:: TRY IT ::
Repeat the lines below exactly as written, please, from the line with "into crate internals." to the line with "i64, now: i64)", both lines included, and no others.

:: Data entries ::
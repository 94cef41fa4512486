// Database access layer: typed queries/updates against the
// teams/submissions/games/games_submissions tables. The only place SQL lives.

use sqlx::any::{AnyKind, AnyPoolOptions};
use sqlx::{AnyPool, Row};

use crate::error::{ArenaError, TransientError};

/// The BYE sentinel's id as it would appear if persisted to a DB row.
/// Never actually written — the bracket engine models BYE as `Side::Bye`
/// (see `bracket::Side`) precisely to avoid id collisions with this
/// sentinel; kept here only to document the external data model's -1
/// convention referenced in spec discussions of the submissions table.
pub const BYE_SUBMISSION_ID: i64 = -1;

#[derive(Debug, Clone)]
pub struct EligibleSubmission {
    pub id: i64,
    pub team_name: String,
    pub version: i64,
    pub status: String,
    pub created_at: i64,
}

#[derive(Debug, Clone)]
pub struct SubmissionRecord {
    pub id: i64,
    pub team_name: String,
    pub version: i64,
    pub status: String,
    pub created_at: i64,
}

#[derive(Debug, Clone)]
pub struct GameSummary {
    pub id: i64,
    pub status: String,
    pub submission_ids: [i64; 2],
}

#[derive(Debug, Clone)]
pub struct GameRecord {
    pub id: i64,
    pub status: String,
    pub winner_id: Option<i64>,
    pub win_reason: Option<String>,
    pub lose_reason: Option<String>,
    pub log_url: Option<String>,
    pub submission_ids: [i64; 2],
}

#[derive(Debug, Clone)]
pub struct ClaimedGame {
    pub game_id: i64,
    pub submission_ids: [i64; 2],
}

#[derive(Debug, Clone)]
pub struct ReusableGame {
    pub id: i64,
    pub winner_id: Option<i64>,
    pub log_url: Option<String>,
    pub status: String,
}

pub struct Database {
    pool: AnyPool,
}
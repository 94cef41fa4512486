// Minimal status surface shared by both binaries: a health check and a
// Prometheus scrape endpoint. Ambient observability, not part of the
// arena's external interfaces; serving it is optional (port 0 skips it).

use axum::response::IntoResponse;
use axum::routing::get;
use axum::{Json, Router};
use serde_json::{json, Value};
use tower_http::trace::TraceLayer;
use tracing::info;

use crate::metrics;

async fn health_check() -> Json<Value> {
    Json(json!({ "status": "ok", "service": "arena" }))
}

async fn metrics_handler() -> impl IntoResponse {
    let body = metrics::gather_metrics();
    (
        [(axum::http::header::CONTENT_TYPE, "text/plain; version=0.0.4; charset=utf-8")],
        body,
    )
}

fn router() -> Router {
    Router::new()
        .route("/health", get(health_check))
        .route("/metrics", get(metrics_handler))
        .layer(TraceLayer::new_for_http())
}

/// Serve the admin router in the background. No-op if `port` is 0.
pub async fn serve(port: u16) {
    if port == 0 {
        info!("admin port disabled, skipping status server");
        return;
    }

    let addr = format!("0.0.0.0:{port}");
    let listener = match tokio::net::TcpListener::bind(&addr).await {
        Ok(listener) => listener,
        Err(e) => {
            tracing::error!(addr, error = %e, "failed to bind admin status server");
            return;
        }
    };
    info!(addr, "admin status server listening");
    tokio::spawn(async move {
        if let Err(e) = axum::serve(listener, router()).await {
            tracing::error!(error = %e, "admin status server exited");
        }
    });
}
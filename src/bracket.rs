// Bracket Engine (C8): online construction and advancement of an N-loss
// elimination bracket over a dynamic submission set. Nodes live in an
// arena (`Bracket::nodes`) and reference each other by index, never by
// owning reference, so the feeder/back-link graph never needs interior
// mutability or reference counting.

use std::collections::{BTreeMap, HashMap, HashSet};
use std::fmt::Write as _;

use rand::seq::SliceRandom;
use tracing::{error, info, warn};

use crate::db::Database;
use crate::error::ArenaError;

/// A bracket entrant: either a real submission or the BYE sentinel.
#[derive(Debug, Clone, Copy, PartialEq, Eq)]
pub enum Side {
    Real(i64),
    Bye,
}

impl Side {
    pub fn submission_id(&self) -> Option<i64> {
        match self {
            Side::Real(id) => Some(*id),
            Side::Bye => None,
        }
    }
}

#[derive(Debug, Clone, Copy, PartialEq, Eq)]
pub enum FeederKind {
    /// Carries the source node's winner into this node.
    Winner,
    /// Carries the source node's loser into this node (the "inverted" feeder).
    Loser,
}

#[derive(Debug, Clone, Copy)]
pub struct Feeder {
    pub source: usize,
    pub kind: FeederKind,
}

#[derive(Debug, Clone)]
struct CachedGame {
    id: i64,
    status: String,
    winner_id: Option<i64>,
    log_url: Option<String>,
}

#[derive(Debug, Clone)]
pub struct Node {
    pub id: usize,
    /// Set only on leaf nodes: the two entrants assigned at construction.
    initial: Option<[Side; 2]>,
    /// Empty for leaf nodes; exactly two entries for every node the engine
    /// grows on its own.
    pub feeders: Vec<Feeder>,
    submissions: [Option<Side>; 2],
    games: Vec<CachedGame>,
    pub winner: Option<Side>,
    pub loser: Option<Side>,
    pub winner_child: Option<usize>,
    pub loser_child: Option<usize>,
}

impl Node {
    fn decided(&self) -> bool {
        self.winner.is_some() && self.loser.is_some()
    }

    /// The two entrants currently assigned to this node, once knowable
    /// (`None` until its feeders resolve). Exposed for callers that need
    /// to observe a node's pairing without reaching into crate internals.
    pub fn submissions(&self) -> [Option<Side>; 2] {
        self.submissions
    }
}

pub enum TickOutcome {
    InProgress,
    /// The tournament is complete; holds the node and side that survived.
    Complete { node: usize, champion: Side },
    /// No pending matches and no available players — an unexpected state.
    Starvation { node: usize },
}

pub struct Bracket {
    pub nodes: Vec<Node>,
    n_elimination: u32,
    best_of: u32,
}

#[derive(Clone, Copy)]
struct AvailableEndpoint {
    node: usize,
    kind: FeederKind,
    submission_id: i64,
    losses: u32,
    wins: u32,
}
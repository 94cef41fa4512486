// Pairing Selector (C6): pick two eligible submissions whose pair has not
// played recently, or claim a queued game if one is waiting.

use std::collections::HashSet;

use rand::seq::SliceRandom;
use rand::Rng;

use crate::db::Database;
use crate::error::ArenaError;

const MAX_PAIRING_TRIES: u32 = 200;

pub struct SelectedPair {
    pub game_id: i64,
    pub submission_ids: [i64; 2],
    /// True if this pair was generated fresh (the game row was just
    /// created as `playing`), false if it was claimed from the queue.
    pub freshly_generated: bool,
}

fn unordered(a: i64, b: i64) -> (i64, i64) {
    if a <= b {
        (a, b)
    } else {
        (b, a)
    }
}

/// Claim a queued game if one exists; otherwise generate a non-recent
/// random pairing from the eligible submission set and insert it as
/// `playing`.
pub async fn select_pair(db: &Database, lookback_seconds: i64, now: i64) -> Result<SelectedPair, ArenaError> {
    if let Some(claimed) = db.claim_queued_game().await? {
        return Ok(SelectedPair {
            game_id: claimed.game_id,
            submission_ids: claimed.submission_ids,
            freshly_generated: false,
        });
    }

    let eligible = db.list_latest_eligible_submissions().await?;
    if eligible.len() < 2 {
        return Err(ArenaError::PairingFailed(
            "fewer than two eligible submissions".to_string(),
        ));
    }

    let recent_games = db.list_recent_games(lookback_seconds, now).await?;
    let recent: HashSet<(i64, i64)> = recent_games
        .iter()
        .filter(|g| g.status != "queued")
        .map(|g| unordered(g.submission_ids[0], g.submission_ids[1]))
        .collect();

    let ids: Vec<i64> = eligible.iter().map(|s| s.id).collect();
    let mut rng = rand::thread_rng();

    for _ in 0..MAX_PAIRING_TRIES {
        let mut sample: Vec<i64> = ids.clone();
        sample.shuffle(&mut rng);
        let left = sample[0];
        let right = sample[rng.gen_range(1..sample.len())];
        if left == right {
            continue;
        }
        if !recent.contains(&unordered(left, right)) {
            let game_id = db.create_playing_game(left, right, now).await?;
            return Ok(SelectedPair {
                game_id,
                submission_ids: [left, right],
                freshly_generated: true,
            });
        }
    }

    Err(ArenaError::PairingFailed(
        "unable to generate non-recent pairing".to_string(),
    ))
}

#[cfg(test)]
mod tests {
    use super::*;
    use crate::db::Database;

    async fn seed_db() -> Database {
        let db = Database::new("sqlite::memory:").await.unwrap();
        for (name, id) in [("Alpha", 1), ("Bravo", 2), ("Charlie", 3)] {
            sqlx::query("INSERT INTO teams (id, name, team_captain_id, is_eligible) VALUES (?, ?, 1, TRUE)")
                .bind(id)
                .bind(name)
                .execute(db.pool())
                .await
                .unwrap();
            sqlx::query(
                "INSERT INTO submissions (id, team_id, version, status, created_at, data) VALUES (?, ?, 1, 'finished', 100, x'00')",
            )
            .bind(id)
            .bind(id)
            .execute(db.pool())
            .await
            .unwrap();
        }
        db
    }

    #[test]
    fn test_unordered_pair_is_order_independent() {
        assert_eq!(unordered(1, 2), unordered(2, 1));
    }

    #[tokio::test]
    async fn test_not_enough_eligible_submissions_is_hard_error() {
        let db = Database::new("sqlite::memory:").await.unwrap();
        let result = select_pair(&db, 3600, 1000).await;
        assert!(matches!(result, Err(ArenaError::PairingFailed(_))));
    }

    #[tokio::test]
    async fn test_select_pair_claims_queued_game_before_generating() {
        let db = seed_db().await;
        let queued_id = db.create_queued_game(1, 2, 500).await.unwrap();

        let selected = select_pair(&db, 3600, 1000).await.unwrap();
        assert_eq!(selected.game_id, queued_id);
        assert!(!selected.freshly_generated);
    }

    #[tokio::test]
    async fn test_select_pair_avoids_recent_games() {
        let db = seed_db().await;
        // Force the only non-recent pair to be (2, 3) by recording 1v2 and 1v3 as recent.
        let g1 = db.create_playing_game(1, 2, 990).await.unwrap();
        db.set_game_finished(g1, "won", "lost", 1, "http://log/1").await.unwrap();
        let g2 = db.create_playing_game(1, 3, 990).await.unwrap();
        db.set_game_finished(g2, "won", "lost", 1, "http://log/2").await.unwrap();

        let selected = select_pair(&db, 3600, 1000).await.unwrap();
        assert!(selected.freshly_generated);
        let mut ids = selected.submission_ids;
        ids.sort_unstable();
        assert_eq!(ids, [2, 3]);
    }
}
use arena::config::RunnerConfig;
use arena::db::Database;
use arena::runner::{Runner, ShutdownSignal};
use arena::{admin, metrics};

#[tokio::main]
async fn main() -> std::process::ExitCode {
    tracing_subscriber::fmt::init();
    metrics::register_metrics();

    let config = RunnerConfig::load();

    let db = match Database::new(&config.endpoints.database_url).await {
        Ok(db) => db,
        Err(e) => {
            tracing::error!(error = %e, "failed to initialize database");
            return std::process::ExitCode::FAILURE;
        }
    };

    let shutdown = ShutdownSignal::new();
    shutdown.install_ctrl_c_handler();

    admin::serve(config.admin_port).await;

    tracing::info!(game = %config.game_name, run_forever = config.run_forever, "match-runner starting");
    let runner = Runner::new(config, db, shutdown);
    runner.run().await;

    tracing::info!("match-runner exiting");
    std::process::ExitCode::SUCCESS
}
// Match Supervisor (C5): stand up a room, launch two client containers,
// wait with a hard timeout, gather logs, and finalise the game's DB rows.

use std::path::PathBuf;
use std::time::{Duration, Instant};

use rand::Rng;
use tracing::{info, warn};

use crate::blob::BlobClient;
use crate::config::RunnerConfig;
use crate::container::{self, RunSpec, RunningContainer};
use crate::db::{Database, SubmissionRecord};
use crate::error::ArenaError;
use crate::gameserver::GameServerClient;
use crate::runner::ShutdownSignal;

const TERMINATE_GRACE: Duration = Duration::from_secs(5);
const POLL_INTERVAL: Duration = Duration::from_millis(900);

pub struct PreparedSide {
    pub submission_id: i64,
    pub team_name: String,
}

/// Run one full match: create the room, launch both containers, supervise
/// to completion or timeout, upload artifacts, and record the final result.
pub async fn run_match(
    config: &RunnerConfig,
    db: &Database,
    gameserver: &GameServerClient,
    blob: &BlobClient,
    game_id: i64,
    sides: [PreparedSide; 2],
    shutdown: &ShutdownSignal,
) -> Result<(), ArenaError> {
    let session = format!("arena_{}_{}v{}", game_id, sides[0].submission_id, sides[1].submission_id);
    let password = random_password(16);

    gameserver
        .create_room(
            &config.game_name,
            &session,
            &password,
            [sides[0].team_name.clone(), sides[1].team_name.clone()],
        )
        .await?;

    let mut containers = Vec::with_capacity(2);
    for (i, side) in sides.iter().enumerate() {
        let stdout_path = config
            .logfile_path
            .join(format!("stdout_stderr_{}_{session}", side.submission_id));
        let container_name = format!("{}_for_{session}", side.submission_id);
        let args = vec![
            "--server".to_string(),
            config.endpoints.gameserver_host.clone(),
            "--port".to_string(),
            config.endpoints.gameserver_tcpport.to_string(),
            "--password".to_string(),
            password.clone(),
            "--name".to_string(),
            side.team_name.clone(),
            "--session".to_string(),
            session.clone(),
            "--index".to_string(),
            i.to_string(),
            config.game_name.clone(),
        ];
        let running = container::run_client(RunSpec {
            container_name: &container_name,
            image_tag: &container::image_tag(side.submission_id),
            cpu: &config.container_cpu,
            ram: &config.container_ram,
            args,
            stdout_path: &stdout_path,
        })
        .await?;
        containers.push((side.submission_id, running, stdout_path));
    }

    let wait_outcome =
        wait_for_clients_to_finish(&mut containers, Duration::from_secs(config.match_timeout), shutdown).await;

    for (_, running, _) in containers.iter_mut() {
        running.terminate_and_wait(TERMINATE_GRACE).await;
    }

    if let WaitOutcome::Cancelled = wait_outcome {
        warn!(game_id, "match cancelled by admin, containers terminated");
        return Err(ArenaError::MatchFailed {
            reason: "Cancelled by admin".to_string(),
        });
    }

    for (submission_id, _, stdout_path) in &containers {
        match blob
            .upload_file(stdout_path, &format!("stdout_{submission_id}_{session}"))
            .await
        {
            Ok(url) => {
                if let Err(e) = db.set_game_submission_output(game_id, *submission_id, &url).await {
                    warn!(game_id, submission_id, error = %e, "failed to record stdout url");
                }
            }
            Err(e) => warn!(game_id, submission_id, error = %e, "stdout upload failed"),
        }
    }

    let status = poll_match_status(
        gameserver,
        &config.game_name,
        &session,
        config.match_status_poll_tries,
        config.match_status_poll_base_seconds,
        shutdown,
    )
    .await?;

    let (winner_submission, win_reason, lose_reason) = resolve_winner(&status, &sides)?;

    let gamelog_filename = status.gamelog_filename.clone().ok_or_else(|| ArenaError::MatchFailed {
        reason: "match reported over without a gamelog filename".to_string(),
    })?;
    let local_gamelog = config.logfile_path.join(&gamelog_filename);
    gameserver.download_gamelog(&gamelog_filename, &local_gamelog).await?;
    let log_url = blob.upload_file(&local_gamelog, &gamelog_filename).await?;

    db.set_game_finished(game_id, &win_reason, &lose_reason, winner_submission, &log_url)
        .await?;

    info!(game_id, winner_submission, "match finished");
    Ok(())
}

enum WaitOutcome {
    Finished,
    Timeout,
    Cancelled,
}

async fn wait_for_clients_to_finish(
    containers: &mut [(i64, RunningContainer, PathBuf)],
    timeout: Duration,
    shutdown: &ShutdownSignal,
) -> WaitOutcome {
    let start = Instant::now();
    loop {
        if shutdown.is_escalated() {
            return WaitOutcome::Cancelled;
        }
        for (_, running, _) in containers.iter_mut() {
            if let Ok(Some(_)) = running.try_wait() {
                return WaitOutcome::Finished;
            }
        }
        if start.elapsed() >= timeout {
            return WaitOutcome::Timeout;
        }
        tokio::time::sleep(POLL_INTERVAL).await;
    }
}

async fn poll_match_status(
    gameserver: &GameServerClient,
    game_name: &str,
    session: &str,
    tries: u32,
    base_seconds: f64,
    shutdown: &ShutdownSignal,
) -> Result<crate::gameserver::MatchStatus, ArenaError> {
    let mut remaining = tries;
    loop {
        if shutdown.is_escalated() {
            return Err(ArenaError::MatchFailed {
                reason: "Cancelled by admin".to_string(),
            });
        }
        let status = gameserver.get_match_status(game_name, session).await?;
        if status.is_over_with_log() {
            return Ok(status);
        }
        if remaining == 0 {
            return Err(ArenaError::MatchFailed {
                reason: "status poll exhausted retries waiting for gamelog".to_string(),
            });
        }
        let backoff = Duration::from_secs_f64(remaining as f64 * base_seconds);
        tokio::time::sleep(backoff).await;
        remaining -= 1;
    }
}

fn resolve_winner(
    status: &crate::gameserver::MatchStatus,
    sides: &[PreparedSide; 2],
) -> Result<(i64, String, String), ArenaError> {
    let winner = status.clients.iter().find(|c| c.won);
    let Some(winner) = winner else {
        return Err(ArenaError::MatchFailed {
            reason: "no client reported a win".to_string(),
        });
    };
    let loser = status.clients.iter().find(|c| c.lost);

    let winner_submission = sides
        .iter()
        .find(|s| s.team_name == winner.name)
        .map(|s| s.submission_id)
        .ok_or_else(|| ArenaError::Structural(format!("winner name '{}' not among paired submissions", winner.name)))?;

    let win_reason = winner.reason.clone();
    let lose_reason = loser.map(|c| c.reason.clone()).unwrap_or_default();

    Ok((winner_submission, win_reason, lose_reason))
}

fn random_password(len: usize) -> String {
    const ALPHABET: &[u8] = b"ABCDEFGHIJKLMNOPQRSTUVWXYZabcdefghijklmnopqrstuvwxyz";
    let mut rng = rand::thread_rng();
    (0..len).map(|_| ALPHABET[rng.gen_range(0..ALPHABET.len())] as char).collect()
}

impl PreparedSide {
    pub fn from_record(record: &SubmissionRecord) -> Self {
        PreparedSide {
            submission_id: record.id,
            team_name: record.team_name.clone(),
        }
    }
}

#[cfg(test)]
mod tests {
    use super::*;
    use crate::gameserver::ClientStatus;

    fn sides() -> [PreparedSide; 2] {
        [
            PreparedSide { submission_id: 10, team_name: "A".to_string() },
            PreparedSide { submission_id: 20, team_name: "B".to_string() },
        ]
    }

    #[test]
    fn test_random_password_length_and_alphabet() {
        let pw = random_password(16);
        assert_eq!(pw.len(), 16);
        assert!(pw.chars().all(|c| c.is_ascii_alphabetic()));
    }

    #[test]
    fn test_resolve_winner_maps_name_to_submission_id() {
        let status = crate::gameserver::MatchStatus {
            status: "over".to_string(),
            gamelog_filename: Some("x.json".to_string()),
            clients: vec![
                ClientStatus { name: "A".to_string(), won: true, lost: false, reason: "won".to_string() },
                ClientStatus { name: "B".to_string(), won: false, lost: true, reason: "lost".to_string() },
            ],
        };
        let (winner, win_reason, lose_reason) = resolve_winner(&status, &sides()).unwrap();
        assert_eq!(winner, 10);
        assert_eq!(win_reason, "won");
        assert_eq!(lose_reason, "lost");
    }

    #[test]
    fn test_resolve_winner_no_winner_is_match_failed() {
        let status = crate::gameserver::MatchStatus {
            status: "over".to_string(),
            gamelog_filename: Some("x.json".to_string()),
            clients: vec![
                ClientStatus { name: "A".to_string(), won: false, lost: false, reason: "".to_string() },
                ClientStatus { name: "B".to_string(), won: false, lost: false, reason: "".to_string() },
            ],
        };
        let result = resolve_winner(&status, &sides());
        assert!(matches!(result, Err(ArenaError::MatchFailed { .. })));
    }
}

:: WRITTEN RESPONSE ::
    /// to observe a node's pairing without reaching into crate internals.
    pub fn submissions(&self) -> [Option<Side>; 2] {
        self.submissions
    }
}

pub enum TickOutcome {
    InProgress,
    /// The tournament is complete; holds the node and side that survived.
    Complete { node: usize, champion: Side },
    /// No pending matches and no available players — an unexpected state.
    Starvation { node: usize },
}

pub struct Bracket {
    pub nodes: Vec<Node>,
    n_elimination: u32,
    best_of: u32,
}

#[derive(Clone, Copy)]
struct AvailableEndpoint {
    node: usize,
    kind: FeederKind,
    submission_id: i64,
    losses: u32,
    wins: u32,
}
repository 94cef41fa4512486
// Pairing Selector (C6): pick two eligible submissions whose pair has not
// played recently, or claim a queued game if one is waiting.

use std::collections::HashSet;

use rand::seq::SliceRandom;
use rand::Rng;

use crate::db::Database;
use crate::error::ArenaError;

const MAX_PAIRING_TRIES: u32 = 200;

pub struct SelectedPair {
    pub game_id: i64,
    pub submission_ids: [i64; 2],
    /// True if this pair was generated fresh (the game row was just
    /// created as `playing`), false if it was claimed from the queue.
    pub freshly_generated: bool,
}

fn unordered(a: i64, b: i64) -> (i64, i64) {
    if a <= b {
        (a, b)
    } else {
        (b, a)
    }
}

/// Claim a queued game if one exists; otherwise generate a non-recent
/// random pairing from the eligible submission set and insert it as
/// `playing`.
pub async fn select_pair(db: &Database, lookback_seconds: i64, now: i64) -> Result<SelectedPair, ArenaError> {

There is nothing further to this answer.